• _Exercise details_
Where does the string "leveling" appear in the records? Copy each line that holds it.

Source records
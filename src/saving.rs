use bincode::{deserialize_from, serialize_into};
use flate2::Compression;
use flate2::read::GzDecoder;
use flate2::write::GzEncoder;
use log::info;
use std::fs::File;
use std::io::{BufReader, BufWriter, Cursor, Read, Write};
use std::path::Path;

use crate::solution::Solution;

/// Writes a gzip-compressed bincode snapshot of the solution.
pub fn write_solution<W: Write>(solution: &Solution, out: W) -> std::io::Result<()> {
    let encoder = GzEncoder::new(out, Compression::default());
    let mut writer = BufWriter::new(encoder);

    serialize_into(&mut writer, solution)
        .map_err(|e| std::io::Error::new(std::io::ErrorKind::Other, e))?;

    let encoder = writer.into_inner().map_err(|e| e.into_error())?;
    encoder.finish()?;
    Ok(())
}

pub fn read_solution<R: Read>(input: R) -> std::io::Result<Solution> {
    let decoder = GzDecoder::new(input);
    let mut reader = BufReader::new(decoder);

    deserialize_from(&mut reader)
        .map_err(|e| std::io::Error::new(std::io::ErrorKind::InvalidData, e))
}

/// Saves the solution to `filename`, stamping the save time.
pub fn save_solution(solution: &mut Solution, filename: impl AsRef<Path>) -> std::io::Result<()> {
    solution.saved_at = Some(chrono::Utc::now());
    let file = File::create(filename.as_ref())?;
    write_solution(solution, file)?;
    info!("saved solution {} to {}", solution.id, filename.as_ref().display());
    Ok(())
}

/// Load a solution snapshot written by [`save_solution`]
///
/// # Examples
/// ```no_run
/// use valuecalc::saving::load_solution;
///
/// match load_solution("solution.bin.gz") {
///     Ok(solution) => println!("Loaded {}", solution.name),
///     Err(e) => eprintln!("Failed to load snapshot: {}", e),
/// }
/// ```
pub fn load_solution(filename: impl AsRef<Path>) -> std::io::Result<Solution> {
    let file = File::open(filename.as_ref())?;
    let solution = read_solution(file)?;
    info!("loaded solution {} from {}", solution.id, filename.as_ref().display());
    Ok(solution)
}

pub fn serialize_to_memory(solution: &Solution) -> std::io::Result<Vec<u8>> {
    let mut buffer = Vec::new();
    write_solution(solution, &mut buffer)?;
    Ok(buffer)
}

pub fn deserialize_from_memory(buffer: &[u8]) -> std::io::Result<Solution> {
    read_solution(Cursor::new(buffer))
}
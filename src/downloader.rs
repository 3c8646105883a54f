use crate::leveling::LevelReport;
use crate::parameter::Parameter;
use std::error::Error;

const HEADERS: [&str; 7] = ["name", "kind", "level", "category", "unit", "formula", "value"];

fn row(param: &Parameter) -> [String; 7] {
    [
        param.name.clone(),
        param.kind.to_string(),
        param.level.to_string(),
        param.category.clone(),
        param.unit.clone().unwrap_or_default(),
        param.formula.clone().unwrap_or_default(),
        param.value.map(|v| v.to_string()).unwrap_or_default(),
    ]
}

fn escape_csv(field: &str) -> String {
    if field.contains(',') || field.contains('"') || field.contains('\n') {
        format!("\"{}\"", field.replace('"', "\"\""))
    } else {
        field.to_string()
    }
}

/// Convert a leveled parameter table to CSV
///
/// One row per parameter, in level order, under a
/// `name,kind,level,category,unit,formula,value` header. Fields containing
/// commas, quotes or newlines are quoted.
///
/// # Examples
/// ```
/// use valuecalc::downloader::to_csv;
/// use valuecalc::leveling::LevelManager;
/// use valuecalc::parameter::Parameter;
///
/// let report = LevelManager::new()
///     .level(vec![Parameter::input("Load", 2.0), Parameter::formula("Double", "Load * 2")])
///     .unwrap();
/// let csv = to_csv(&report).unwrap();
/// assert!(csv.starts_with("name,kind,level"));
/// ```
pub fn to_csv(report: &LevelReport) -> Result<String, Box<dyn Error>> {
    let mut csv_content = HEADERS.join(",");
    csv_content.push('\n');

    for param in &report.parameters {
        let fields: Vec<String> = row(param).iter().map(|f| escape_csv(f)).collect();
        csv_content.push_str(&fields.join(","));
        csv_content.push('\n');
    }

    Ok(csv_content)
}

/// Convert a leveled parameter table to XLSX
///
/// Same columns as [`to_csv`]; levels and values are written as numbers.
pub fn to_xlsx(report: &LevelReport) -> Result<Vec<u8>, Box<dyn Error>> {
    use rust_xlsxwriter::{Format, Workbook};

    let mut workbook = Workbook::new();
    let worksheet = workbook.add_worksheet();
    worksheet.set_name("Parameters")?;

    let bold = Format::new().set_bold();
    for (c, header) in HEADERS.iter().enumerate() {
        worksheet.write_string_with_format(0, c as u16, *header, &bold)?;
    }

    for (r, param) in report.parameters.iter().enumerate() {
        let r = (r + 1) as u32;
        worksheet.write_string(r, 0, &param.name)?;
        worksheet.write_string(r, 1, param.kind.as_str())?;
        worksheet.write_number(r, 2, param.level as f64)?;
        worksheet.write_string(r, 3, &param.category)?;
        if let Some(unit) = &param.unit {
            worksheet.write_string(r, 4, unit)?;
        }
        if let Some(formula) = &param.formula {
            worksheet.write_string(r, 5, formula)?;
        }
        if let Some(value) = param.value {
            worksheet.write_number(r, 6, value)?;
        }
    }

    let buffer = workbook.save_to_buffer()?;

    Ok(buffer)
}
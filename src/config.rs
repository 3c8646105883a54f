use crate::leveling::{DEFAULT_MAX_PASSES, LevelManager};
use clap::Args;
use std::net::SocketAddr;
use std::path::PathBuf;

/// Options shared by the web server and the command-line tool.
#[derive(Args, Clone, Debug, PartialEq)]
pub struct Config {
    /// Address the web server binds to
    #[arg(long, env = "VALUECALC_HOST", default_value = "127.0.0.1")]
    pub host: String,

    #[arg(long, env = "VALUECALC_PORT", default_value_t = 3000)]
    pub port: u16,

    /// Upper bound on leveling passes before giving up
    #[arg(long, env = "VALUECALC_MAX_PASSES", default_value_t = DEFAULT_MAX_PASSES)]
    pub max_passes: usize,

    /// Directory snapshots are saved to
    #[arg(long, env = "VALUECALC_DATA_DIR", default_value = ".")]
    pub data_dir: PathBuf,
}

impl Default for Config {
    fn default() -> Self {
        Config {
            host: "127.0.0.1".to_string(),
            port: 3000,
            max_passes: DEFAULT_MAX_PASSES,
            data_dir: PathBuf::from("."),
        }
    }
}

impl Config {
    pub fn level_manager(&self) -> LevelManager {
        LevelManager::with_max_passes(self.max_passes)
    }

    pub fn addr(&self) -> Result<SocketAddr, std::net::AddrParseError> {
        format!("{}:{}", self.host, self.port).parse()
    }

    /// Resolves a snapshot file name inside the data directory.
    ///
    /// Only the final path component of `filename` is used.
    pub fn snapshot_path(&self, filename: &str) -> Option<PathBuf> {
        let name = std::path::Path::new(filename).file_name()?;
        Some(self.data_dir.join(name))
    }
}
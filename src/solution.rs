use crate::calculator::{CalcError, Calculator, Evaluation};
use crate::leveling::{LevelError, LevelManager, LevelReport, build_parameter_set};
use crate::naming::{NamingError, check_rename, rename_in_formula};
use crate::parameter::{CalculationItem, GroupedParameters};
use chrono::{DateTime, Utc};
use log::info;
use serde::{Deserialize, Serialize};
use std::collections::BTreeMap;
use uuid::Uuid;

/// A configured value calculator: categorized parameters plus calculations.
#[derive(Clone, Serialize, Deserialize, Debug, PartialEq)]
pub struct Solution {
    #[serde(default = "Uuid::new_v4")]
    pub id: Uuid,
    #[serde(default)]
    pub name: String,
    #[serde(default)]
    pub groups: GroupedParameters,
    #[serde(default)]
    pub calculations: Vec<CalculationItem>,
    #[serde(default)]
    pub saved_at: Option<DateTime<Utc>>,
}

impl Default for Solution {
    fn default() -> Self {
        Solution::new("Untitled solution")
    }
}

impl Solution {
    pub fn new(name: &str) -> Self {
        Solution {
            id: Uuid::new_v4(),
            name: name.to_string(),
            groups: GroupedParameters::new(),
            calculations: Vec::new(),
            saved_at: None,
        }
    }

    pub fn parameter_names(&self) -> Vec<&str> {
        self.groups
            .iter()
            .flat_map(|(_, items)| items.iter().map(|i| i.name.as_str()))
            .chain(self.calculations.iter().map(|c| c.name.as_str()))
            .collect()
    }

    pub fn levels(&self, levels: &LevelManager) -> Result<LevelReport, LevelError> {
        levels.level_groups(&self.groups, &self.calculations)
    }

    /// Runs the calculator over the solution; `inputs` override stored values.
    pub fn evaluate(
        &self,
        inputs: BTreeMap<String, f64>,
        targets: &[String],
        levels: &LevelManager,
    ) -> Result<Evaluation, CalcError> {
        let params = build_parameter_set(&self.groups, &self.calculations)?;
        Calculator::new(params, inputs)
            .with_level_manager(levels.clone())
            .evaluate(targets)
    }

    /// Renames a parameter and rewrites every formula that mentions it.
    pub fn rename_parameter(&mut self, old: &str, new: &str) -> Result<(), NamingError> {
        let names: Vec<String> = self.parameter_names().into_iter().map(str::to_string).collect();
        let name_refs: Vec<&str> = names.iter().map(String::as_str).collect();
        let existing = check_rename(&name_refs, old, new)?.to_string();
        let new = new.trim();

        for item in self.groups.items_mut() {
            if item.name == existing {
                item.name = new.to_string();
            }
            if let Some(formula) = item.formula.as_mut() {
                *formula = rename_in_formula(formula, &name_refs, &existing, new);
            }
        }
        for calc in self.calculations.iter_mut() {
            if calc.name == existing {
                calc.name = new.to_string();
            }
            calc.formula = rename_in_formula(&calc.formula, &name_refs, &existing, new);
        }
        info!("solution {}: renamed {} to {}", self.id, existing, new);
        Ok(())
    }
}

• _Task output_
use crate::leveling::LevelReport;
/// use valuecalc::leveling::LevelManager;
use crate::leveling::{DEFAULT_MAX_PASSES, LevelManager};
    /// Upper bound on leveling passes before giving up
use crate::leveling::{LevelError, LevelManager, LevelReport, build_parameter_set};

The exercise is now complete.